=== Information provided ===

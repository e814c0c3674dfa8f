//! Color parsing and luminance/contrast math.
//!
//! Colors arrive as strings (`#RRGGBB`, `rgba(...)`, named colors, platform
//! tokens) or as packed `0xAARRGGBB` integers produced by the host's color
//! processor. Everything that is not a 6/8 digit hex or an `rgb()`/`rgba()`
//! literal is handed to the [`ColorResolver`].
//!
//! Two luminance models live here. [`luminance`] and [`contrast_ratio`] are
//! the ones the grayscale converter uses for contrast repair; their
//! linearization slightly overshoots (white is about 1.048, not 1.0), which
//! makes repair a little more conservative. [`wcag_luminance`] and
//! [`wcag_contrast_ratio`] follow WCAG 2.x exactly.

use std::fmt;
use std::sync::OnceLock;

use regex_lite::Regex;
use stylekit_core::ColorResolver;

/// Minimum contrast for normal text at level AA.
pub const WCAG_AA_NORMAL_TEXT: f64 = 4.5;
/// Minimum contrast for large text at level AA.
pub const WCAG_AA_LARGE_TEXT: f64 = 3.0;
/// Minimum contrast for normal text at level AAA.
pub const WCAG_AAA_NORMAL_TEXT: f64 = 7.0;
/// Minimum contrast for large text at level AAA.
pub const WCAG_AAA_LARGE_TEXT: f64 = 4.5;

/// An sRGB color with optional alpha in `0.0..=1.0`.
#[derive(Debug, Clone, Copy, PartialEq)]
pub struct ColorInfo {
    pub r: u8,
    pub g: u8,
    pub b: u8,
    /// `None` when the source carried no alpha channel.
    pub a: Option<f64>,
}

impl ColorInfo {
    #[must_use]
    pub const fn rgb(r: u8, g: u8, b: u8) -> Self {
        Self { r, g, b, a: None }
    }

    #[must_use]
    pub const fn gray(level: u8) -> Self {
        Self::rgb(level, level, level)
    }

    #[must_use]
    pub const fn with_alpha(mut self, alpha: f64) -> Self {
        self.a = Some(alpha);
        self
    }

    pub const WHITE: Self = Self::gray(255);
    pub const BLACK: Self = Self::gray(0);

    /// Alpha with `None` read as fully opaque.
    #[must_use]
    pub fn alpha(&self) -> f64 {
        self.a.unwrap_or(1.0)
    }

    /// Pack into `0xAARRGGBB`; missing alpha packs as `0xFF`.
    #[must_use]
    pub fn to_argb(&self) -> u32 {
        let a = (self.alpha().clamp(0.0, 1.0) * 255.0).round() as u32;
        (a << 24) | (u32::from(self.r) << 16) | (u32::from(self.g) << 8) | u32::from(self.b)
    }
}

impl fmt::Display for ColorInfo {
    fn fmt(&self, f: &mut fmt::Formatter<'_>) -> fmt::Result {
        match self.a {
            Some(a) if a < 1.0 => write!(f, "rgba({}, {}, {}, {})", self.r, self.g, self.b, a),
            _ => write!(f, "rgb({}, {}, {})", self.r, self.g, self.b),
        }
    }
}

/// Decode a packed `0xAARRGGBB` value.
#[must_use]
pub fn parse_packed(value: u32) -> ColorInfo {
    ColorInfo {
        r: ((value >> 16) & 0xFF) as u8,
        g: ((value >> 8) & 0xFF) as u8,
        b: (value & 0xFF) as u8,
        a: Some(f64::from((value >> 24) & 0xFF) / 255.0),
    }
}

fn rgb_pattern() -> Option<&'static Regex> {
    static PATTERN: OnceLock<Option<Regex>> = OnceLock::new();
    PATTERN
        .get_or_init(|| Regex::new(r"^rgba?\((\d+),\s*(\d+),\s*(\d+)(?:,\s*([\d.]+))?\)$").ok())
        .as_ref()
}

fn parse_hex(hex: &str) -> Option<ColorInfo> {
    if !hex.bytes().all(|b| b.is_ascii_hexdigit()) {
        return None;
    }
    let byte = |i: usize| u8::from_str_radix(hex.get(i..i + 2)?, 16).ok();
    let color = ColorInfo::rgb(byte(0)?, byte(2)?, byte(4)?);
    if hex.len() == 8 {
        Some(color.with_alpha(f64::from(byte(6)?) / 255.0))
    } else {
        Some(color)
    }
}

fn parse_functional(input: &str) -> Option<ColorInfo> {
    let caps = rgb_pattern()?.captures(input)?;
    // `\d+` may exceed a byte; saturate like the host does.
    let channel = |i: usize| -> Option<u8> {
        let value: u64 = caps.get(i)?.as_str().parse().ok()?;
        Some(value.min(255) as u8)
    };
    let color = ColorInfo::rgb(channel(1)?, channel(2)?, channel(3)?);
    match caps.get(4) {
        Some(alpha) => Some(color.with_alpha(alpha.as_str().parse().ok()?)),
        None => Some(color),
    }
}

/// Parse a color string.
///
/// Returns `None` when neither the literal forms nor the resolver recognize
/// the input. Never panics.
pub fn parse_color<R>(input: &str, resolver: &R) -> Option<ColorInfo>
where
    R: ColorResolver + ?Sized,
{
    if let Some(hex) = input.strip_prefix('#') {
        if matches!(hex.len(), 6 | 8) {
            return parse_hex(hex);
        }
    }
    if input.starts_with("rgb") {
        return parse_functional(input);
    }
    resolver.resolve(input).map(parse_packed)
}

fn linearize(channel: u8) -> f64 {
    let c = f64::from(channel) / 255.0;
    if c <= 0.03928 {
        c / 12.92
    } else {
        c + 0.055 / 1.055_f64.powf(2.4)
    }
}

/// Luminance used for contrast repair.
#[must_use]
pub fn luminance(color: &ColorInfo) -> f64 {
    0.2126 * linearize(color.r) + 0.7152 * linearize(color.g) + 0.0722 * linearize(color.b)
}

fn ratio(l1: f64, l2: f64) -> f64 {
    let (lighter, darker) = if l1 >= l2 { (l1, l2) } else { (l2, l1) };
    (lighter + 0.05) / (darker + 0.05)
}

/// Contrast ratio under [`luminance`]. Symmetric.
#[must_use]
pub fn contrast_ratio(a: &ColorInfo, b: &ColorInfo) -> f64 {
    ratio(luminance(a), luminance(b))
}

fn srgb_to_linear(channel: u8) -> f64 {
    let c = f64::from(channel) / 255.0;
    if c <= 0.03928 {
        c / 12.92
    } else {
        ((c + 0.055) / 1.055).powf(2.4)
    }
}

/// WCAG 2.x relative luminance in `[0, 1]`.
#[must_use]
pub fn wcag_luminance(color: &ColorInfo) -> f64 {
    0.2126 * srgb_to_linear(color.r)
        + 0.7152 * srgb_to_linear(color.g)
        + 0.0722 * srgb_to_linear(color.b)
}

/// WCAG 2.x contrast ratio in `[1, 21]`.
#[must_use]
pub fn wcag_contrast_ratio(a: &ColorInfo, b: &ColorInfo) -> f64 {
    ratio(wcag_luminance(a), wcag_luminance(b))
}

/// Weighted gray level of a color, rounded to the nearest byte.
#[must_use]
pub fn gray_level(color: &ColorInfo) -> u8 {
    let level =
        0.2126 * f64::from(color.r) + 0.7152 * f64::from(color.g) + 0.0722 * f64::from(color.b);
    level.round().clamp(0.0, 255.0) as u8
}

/// WCAG conformance level.
#[derive(Debug, Clone, Copy, PartialEq, Eq, Hash, Default, serde::Serialize, serde::Deserialize)]
pub enum ContrastLevel {
    #[default]
    AA,
    AAA,
}

impl ContrastLevel {
    /// Minimum ratio for normal or large text.
    #[must_use]
    pub const fn required_ratio(self, large_text: bool) -> f64 {
        match (self, large_text) {
            (Self::AA, false) => WCAG_AA_NORMAL_TEXT,
            (Self::AA, true) => WCAG_AA_LARGE_TEXT,
            (Self::AAA, false) => WCAG_AAA_NORMAL_TEXT,
            (Self::AAA, true) => WCAG_AAA_LARGE_TEXT,
        }
    }
}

===

__Exercise directions__
Begin at the line that has "use regex_lite::Regex;" in the entries above; stop after the line that has "pub fn alpha(&self)". Transcribe exactly those lines and no others.

__Response area__
use regex_lite::Regex;
use stylekit_core::ColorResolver;

/// Minimum contrast for normal text at level AA.
pub const WCAG_AA_NORMAL_TEXT: f64 = 4.5;
/// Minimum contrast for large text at level AA.
pub const WCAG_AA_LARGE_TEXT: f64 = 3.0;
/// Minimum contrast for normal text at level AAA.
pub const WCAG_AAA_NORMAL_TEXT: f64 = 7.0;
/// Minimum contrast for large text at level AAA.
pub const WCAG_AAA_LARGE_TEXT: f64 = 4.5;

/// An sRGB color with optional alpha in `0.0..=1.0`.
#[derive(Debug, Clone, Copy, PartialEq)]
pub struct ColorInfo {
    pub r: u8,
    pub g: u8,
    pub b: u8,
    /// `None` when the source carried no alpha channel.
    pub a: Option<f64>,
}

impl ColorInfo {
    #[must_use]
    pub const fn rgb(r: u8, g: u8, b: u8) -> Self {
        Self { r, g, b, a: None }
    }

    #[must_use]
    pub const fn gray(level: u8) -> Self {
        Self::rgb(level, level, level)
    }

    #[must_use]
    pub const fn with_alpha(mut self, alpha: f64) -> Self {
        self.a = Some(alpha);
        self
    }

    pub const WHITE: Self = Self::gray(255);
    pub const BLACK: Self = Self::gray(0);

    /// Alpha with `None` read as fully opaque.
    #[must_use]
    pub fn alpha(&self) -> f64 {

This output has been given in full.